▶ _TASK REQUIREMENTS_:
Please say how many lines in the records below contain the word "options". Give only the number.

▶ _INFORMATION GIVEN_:
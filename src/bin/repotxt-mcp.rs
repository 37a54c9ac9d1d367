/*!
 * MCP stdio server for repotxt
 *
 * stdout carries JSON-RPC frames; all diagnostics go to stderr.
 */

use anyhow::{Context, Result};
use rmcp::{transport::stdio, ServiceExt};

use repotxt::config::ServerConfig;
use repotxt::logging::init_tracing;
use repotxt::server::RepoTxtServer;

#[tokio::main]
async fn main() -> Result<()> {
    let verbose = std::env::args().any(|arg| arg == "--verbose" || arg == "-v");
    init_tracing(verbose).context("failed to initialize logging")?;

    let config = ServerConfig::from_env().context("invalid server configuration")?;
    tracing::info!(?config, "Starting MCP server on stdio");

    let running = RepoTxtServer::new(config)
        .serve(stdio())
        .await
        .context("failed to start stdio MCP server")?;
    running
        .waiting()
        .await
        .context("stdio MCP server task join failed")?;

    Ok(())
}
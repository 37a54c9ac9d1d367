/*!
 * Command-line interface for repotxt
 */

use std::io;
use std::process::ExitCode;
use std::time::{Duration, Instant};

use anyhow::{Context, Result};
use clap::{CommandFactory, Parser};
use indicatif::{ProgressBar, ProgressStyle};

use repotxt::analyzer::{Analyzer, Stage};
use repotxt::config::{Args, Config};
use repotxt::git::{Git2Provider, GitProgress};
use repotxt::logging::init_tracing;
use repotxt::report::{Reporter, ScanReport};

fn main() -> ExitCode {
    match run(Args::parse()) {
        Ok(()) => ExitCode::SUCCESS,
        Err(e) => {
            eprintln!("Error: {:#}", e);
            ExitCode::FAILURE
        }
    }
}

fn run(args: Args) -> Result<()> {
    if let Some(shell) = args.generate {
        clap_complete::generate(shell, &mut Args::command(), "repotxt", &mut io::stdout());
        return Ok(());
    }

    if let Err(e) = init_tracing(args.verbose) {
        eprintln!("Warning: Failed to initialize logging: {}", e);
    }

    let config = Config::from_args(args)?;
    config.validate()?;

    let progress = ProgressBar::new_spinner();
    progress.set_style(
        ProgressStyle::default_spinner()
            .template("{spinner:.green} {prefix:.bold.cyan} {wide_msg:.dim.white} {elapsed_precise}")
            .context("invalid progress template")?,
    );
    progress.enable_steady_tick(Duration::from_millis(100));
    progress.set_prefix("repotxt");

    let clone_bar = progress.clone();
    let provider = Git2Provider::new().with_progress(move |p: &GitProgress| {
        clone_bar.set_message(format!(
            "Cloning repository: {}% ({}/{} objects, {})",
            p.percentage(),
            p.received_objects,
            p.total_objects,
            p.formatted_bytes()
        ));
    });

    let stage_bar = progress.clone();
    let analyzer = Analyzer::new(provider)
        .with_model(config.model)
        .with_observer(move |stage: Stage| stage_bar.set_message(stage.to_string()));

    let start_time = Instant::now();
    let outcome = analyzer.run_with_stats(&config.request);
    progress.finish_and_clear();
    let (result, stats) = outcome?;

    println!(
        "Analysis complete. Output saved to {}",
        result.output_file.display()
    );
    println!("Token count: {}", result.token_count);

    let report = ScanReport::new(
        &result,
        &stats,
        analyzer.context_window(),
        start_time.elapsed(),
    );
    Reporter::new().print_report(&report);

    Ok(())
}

---

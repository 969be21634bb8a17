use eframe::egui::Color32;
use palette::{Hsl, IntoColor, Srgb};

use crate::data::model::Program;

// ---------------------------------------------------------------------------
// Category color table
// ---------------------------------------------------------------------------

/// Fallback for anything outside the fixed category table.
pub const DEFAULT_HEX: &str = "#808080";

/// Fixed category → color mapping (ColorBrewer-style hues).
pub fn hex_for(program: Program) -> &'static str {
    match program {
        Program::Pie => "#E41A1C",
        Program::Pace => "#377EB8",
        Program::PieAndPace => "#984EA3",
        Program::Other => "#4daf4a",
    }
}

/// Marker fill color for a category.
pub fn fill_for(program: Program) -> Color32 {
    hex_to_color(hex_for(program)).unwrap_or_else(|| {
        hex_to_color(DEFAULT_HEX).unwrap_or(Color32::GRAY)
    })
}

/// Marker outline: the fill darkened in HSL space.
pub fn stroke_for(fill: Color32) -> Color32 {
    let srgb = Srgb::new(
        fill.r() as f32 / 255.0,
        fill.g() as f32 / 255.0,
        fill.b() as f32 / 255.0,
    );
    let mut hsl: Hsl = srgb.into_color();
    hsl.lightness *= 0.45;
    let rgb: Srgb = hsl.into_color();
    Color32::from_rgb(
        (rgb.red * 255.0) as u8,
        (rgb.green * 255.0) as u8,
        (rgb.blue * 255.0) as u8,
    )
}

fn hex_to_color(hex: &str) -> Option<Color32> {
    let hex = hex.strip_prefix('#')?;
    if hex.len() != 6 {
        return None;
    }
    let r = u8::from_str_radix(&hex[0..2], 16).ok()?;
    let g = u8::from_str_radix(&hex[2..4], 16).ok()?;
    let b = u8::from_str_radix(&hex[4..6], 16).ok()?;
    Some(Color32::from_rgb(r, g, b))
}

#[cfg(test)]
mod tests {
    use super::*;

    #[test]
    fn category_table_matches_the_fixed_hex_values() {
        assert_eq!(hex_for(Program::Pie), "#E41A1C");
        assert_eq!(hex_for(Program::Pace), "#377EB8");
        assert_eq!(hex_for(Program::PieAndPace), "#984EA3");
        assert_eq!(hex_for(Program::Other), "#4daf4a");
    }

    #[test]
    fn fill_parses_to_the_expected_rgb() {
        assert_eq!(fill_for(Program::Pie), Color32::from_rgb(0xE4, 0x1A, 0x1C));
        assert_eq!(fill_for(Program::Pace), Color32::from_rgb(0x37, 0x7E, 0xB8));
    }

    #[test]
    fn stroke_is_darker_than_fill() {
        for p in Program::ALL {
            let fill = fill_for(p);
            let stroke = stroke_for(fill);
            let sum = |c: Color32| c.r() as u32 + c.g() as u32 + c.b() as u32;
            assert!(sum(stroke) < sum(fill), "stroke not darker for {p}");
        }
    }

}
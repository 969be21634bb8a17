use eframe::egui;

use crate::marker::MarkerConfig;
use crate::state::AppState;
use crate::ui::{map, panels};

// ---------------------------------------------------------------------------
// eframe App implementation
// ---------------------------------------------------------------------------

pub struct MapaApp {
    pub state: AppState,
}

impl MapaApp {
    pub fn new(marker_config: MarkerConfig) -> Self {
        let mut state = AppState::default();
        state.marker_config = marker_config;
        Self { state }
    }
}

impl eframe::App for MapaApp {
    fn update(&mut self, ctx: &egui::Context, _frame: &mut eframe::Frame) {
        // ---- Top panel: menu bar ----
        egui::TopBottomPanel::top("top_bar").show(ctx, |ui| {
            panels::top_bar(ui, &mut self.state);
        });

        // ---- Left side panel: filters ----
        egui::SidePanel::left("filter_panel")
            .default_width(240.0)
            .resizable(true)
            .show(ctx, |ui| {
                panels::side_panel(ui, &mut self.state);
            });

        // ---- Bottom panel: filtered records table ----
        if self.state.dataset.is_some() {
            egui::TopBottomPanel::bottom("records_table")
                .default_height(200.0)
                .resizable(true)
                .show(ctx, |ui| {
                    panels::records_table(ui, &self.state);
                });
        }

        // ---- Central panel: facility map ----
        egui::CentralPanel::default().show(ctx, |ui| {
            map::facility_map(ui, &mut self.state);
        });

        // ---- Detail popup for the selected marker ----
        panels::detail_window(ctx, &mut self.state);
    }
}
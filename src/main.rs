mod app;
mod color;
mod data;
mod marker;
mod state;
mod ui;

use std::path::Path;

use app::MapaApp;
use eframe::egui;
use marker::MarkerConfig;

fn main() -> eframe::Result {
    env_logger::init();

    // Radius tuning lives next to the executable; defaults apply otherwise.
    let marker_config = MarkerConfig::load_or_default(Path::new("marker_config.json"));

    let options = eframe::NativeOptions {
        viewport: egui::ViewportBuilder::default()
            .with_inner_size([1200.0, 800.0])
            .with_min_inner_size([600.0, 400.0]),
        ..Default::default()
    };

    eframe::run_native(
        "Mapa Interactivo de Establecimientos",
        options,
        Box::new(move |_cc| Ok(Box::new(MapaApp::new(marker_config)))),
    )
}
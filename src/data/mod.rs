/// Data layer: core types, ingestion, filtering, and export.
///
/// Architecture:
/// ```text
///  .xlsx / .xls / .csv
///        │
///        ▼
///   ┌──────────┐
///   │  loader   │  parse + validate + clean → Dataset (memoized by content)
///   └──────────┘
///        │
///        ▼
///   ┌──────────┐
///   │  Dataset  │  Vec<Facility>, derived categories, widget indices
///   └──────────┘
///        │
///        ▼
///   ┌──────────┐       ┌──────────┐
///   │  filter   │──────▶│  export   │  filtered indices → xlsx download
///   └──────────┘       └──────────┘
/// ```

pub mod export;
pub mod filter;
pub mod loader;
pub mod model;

--

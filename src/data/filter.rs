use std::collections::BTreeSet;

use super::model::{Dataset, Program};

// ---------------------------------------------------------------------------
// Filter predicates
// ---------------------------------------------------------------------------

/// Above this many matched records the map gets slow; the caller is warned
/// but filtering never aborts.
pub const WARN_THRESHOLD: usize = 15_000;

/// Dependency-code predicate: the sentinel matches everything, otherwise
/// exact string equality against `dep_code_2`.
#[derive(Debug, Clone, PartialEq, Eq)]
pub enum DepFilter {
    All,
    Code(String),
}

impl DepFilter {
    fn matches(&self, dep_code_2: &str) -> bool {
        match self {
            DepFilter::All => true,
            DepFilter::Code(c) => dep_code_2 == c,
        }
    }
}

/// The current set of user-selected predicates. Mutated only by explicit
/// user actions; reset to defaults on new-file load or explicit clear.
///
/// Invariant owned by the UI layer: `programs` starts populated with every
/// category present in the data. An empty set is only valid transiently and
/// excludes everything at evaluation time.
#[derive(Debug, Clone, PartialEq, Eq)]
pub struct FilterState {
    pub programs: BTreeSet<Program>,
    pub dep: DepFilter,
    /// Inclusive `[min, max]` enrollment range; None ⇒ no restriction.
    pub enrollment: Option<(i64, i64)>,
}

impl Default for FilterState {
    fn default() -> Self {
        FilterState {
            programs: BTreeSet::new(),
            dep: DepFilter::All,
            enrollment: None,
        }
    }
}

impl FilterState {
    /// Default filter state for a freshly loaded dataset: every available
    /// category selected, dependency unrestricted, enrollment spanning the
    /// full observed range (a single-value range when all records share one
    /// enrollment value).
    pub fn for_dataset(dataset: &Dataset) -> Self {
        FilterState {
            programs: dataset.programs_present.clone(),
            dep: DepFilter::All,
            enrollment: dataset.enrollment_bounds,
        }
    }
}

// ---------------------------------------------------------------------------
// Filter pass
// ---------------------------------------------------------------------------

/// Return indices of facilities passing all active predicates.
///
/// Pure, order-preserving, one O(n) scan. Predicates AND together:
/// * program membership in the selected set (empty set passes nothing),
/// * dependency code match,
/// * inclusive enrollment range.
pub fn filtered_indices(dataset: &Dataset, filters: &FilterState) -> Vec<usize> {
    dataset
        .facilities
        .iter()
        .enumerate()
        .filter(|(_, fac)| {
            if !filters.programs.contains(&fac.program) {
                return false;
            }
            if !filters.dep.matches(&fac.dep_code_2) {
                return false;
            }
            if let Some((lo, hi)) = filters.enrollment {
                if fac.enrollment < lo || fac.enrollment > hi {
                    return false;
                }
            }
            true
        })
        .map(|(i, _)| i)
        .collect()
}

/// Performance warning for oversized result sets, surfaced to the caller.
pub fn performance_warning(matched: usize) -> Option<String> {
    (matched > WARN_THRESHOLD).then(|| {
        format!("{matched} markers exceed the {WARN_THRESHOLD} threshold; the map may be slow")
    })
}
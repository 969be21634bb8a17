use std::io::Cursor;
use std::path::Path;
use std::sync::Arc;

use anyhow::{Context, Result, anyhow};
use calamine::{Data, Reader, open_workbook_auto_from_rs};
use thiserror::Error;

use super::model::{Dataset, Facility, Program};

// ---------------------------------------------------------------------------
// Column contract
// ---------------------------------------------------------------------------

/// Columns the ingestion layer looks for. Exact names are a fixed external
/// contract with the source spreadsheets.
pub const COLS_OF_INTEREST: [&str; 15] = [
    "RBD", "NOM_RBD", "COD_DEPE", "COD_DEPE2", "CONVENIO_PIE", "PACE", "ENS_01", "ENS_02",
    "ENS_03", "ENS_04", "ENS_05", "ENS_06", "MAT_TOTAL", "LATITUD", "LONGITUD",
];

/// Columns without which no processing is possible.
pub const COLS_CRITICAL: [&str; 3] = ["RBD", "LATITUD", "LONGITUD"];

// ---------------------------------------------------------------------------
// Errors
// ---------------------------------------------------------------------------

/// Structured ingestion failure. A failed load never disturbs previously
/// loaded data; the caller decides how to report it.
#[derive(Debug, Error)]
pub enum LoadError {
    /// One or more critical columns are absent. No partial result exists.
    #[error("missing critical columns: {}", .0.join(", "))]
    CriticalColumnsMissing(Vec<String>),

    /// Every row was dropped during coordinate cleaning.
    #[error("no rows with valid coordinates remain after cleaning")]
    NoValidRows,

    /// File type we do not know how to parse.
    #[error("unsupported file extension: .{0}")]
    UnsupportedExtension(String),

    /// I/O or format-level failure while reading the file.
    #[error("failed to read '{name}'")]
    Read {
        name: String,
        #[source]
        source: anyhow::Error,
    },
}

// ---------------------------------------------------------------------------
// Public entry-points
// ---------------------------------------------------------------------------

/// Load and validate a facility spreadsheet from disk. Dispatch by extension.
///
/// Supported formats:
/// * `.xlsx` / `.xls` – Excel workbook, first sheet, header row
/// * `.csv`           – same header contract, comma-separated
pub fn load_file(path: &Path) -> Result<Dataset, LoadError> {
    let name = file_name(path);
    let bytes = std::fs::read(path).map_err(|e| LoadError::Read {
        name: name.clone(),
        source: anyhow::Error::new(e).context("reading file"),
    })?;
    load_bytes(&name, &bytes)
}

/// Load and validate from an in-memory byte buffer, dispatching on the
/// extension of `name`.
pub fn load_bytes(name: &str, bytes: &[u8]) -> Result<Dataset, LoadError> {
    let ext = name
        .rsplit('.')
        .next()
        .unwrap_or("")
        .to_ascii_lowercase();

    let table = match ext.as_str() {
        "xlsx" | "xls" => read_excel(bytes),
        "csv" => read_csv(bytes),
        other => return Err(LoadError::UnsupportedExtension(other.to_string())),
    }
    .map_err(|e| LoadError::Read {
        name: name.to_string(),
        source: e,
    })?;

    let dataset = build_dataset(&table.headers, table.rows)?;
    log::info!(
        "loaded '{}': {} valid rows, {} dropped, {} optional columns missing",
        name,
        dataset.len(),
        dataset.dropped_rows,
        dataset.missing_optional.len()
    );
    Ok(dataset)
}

▶ _RESPONSE TO THIS TASK_:
2